» Given records
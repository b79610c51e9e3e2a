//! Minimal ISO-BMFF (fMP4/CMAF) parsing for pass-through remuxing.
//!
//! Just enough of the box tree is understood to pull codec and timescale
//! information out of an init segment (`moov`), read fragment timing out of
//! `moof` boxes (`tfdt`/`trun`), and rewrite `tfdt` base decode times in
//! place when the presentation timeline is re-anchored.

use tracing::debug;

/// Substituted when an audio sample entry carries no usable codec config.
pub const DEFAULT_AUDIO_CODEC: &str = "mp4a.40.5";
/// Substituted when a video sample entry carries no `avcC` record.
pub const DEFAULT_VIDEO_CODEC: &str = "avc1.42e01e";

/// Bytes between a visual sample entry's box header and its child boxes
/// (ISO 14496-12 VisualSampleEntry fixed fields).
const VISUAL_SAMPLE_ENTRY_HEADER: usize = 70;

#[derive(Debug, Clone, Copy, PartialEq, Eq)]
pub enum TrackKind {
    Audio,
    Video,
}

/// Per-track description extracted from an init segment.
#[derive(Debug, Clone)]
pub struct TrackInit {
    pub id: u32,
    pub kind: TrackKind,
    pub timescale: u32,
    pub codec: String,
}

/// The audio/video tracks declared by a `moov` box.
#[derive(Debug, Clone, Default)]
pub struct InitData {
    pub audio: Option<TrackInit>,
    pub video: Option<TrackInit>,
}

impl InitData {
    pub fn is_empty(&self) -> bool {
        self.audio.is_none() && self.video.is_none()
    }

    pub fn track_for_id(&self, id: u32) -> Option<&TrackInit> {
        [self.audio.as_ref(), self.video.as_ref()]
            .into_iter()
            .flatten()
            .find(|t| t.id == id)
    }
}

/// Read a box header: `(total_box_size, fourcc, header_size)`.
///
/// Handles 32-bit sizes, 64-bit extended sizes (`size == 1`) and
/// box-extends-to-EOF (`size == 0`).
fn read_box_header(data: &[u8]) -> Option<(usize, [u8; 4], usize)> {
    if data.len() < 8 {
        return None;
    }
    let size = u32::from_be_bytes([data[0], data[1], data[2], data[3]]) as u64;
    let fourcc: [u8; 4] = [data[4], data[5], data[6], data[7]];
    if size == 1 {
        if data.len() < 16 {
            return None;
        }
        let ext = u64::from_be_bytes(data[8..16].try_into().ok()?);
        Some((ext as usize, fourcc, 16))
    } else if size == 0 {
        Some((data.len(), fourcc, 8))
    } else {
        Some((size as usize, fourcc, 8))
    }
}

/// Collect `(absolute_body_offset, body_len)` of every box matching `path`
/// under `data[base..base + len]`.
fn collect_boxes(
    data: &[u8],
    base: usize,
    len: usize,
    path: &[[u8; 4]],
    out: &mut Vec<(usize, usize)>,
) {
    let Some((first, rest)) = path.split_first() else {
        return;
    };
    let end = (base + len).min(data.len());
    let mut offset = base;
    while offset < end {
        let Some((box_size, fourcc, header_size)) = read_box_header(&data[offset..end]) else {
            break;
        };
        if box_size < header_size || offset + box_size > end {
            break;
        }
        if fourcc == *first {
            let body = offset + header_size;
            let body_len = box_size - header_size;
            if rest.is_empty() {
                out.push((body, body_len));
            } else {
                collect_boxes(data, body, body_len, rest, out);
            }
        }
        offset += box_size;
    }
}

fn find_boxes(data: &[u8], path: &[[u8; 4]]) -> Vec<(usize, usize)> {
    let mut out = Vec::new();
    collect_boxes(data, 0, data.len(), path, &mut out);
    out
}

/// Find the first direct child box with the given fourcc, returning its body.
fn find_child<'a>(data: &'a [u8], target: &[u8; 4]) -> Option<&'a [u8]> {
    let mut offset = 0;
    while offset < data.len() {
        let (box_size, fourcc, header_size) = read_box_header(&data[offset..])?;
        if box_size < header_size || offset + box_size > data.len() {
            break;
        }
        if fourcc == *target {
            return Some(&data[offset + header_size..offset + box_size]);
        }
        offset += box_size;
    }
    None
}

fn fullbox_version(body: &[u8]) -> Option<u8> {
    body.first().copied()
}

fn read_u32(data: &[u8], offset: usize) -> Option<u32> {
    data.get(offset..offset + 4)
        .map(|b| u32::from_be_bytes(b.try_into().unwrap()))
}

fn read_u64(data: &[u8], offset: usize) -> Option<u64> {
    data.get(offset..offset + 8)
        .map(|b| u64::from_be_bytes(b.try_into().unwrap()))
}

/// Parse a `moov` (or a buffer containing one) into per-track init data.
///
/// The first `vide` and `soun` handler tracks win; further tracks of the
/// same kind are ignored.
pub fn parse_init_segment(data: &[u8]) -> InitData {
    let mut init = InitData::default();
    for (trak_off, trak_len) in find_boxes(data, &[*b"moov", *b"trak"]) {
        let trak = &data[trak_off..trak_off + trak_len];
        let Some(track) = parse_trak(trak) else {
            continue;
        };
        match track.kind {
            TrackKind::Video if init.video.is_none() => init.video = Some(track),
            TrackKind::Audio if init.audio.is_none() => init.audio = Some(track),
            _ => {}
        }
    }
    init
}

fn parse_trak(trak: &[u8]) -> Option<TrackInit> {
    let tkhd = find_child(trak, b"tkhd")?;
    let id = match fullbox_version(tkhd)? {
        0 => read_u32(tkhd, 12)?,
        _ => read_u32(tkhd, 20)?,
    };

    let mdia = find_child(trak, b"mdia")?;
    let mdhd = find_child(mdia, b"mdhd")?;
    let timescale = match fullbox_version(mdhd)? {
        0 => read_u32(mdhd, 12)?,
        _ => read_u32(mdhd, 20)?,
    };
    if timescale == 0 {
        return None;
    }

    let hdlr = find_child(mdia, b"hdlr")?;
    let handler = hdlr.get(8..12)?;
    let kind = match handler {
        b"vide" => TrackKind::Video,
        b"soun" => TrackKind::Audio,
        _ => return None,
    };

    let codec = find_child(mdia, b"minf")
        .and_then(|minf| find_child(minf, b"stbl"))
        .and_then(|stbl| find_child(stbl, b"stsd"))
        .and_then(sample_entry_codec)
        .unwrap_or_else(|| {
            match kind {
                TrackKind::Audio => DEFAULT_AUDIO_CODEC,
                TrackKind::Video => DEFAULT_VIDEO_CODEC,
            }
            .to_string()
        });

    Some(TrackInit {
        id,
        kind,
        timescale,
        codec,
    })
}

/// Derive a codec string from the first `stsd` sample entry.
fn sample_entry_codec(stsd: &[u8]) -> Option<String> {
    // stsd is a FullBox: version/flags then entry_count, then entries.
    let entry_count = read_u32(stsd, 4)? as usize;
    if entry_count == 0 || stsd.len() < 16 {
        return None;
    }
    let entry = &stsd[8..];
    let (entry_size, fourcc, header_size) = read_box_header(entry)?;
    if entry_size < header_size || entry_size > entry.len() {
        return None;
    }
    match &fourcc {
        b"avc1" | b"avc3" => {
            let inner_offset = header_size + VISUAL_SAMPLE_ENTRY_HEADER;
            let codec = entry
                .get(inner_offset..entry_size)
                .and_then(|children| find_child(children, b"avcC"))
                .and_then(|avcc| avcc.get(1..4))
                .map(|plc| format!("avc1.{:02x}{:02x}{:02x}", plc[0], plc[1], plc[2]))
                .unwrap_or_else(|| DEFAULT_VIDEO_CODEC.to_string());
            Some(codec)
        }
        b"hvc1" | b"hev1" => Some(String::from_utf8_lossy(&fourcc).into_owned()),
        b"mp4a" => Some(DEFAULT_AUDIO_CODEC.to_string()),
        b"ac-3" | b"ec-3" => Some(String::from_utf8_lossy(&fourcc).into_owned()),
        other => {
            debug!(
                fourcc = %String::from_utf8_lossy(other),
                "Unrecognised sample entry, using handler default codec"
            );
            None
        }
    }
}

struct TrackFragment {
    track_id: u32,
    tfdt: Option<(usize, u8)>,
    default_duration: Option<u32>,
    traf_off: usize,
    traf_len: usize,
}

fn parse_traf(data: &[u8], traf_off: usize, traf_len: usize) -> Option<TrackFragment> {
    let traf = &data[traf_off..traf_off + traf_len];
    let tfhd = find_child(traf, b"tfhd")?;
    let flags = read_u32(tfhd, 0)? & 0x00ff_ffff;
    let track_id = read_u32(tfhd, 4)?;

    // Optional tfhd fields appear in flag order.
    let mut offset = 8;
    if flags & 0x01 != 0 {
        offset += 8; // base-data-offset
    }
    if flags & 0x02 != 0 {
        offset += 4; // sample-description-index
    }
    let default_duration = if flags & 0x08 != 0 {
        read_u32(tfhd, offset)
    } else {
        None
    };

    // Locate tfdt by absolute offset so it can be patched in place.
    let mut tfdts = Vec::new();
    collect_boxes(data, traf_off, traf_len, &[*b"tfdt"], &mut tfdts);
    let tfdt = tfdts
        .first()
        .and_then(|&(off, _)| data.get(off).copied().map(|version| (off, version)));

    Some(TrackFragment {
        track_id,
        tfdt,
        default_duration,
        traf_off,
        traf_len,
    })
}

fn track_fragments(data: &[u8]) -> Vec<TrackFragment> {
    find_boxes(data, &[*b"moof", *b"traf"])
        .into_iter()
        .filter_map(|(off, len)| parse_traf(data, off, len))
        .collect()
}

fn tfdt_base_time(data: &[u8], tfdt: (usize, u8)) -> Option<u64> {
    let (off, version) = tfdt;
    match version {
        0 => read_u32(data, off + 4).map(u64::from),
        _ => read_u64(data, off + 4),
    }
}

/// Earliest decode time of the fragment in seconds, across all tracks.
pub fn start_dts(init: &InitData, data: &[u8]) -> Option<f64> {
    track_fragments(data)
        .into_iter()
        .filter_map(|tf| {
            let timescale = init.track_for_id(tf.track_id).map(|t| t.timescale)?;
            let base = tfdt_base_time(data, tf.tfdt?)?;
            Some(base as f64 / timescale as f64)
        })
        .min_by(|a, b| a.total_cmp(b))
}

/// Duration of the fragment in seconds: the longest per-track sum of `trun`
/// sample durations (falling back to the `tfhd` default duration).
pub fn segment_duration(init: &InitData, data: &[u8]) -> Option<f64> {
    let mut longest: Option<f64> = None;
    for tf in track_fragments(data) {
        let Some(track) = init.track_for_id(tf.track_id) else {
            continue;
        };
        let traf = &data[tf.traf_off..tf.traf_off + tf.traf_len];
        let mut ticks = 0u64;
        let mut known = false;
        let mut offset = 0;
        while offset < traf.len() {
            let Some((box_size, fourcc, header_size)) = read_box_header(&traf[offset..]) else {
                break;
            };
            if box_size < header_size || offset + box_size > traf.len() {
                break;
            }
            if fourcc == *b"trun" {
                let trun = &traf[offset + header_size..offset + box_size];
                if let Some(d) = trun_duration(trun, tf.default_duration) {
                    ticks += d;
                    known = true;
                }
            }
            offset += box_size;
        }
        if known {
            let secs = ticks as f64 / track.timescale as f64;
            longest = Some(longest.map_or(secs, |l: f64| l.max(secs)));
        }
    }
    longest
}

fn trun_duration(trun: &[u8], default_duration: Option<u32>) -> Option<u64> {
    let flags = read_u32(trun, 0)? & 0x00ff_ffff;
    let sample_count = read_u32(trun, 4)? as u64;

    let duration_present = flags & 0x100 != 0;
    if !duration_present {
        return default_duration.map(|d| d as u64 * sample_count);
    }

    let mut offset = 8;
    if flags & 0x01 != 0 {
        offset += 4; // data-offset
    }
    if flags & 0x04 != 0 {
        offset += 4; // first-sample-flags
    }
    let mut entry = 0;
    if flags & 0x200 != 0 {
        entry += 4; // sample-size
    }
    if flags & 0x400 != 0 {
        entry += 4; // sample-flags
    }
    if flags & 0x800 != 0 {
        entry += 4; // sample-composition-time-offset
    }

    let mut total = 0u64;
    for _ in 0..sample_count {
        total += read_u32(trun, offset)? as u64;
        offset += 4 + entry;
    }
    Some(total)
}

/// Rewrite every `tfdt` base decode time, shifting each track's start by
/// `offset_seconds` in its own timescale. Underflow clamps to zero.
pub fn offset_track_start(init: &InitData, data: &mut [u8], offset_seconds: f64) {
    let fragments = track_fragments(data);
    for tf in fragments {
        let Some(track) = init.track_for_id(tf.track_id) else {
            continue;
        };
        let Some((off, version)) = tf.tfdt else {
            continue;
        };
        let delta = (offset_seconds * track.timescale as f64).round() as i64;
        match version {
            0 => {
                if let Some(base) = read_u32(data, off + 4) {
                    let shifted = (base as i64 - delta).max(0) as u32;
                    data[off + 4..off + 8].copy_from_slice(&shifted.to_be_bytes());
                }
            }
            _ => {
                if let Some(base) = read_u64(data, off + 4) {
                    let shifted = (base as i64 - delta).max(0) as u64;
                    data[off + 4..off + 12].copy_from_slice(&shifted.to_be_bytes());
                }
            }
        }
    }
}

» Try it
Give back exactly the lines of the listing above that run from the line with "per-track init data." to the line with "entry_count, then entries.", inclusive.

» Response
/// Parse a `moov` (or a buffer containing one) into per-track init data.
///
/// The first `vide` and `soun` handler tracks win; further tracks of the
/// same kind are ignored.
pub fn parse_init_segment(data: &[u8]) -> InitData {
    let mut init = InitData::default();
    for (trak_off, trak_len) in find_boxes(data, &[*b"moov", *b"trak"]) {
        let trak = &data[trak_off..trak_off + trak_len];
        let Some(track) = parse_trak(trak) else {
            continue;
        };
        match track.kind {
            TrackKind::Video if init.video.is_none() => init.video = Some(track),
            TrackKind::Audio if init.audio.is_none() => init.audio = Some(track),
            _ => {}
        }
    }
    init
}

fn parse_trak(trak: &[u8]) -> Option<TrackInit> {
    let tkhd = find_child(trak, b"tkhd")?;
    let id = match fullbox_version(tkhd)? {
        0 => read_u32(tkhd, 12)?,
        _ => read_u32(tkhd, 20)?,
    };

    let mdia = find_child(trak, b"mdia")?;
    let mdhd = find_child(mdia, b"mdhd")?;
    let timescale = match fullbox_version(mdhd)? {
        0 => read_u32(mdhd, 12)?,
        _ => read_u32(mdhd, 20)?,
    };
    if timescale == 0 {
        return None;
    }

    let hdlr = find_child(mdia, b"hdlr")?;
    let handler = hdlr.get(8..12)?;
    let kind = match handler {
        b"vide" => TrackKind::Video,
        b"soun" => TrackKind::Audio,
        _ => return None,
    };

    let codec = find_child(mdia, b"minf")
        .and_then(|minf| find_child(minf, b"stbl"))
        .and_then(|stbl| find_child(stbl, b"stsd"))
        .and_then(sample_entry_codec)
        .unwrap_or_else(|| {
            match kind {
                TrackKind::Audio => DEFAULT_AUDIO_CODEC,
                TrackKind::Video => DEFAULT_VIDEO_CODEC,
            }
            .to_string()
        });

    Some(TrackInit {
        id,
        kind,
        timescale,
        codec,
    })
}

/// Derive a codec string from the first `stsd` sample entry.
fn sample_entry_codec(stsd: &[u8]) -> Option<String> {
    // stsd is a FullBox: version/flags then entry_count, then entries.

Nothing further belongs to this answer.